▶ **TASK DESCRIPTION**: Take the records below from their first line to the line with "pub mod scheduler;", and restate those lines word for word.
DATASET EXCERPTS section start
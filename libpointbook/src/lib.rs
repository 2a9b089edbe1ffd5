//! Pointbook - state store for a points-based betting and rewards client
//!
//! This library holds the application state (points balance, bets, raffle
//! entries, merchandise cart, shipping address), the pure reducer that
//! transitions it, and the store controller that loads it on start and
//! persists it after changes.

pub mod actions;
pub mod config;
pub mod error;
pub mod events;
pub mod logging;
pub mod reducer;
pub mod scheduler;
pub mod snapshot;
pub mod state;
pub mod storage;
pub mod store;
pub mod types;

// Re-export commonly used types
pub use actions::Action;
pub use config::Config;
pub use error::{PointbookError, Result};
pub use events::{PersistReason, StoreEvent};
pub use reducer::{reduce, reduce_with, BalancePolicy};
pub use state::{AppState, StatePatch};
pub use storage::{FileStore, KeyValueStore, MemoryStore};
pub use store::{Lifecycle, Store, StoreOptions};
pub use types::{Bet, BetId, BetOutcome, BetResult, BetSpec, BetStatus, CartItem, ItemId, ShippingInfo};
DATASET EXCERPTS section end
▶ **ANSWER TO THIS EXERCISE**:
filename libpointbook/src/lib.rs
repository 2a9b089edbe1ffd5
//! Pointbook - state store for a points-based betting and rewards client
//!
//! This library holds the application state (points balance, bets, raffle
//! entries, merchandise cart, shipping address), the pure reducer that
//! transitions it, and the store controller that loads it on start and
//! persists it after changes.

pub mod actions;
pub mod config;
pub mod error;
pub mod events;
pub mod logging;
pub mod reducer;
pub mod scheduler;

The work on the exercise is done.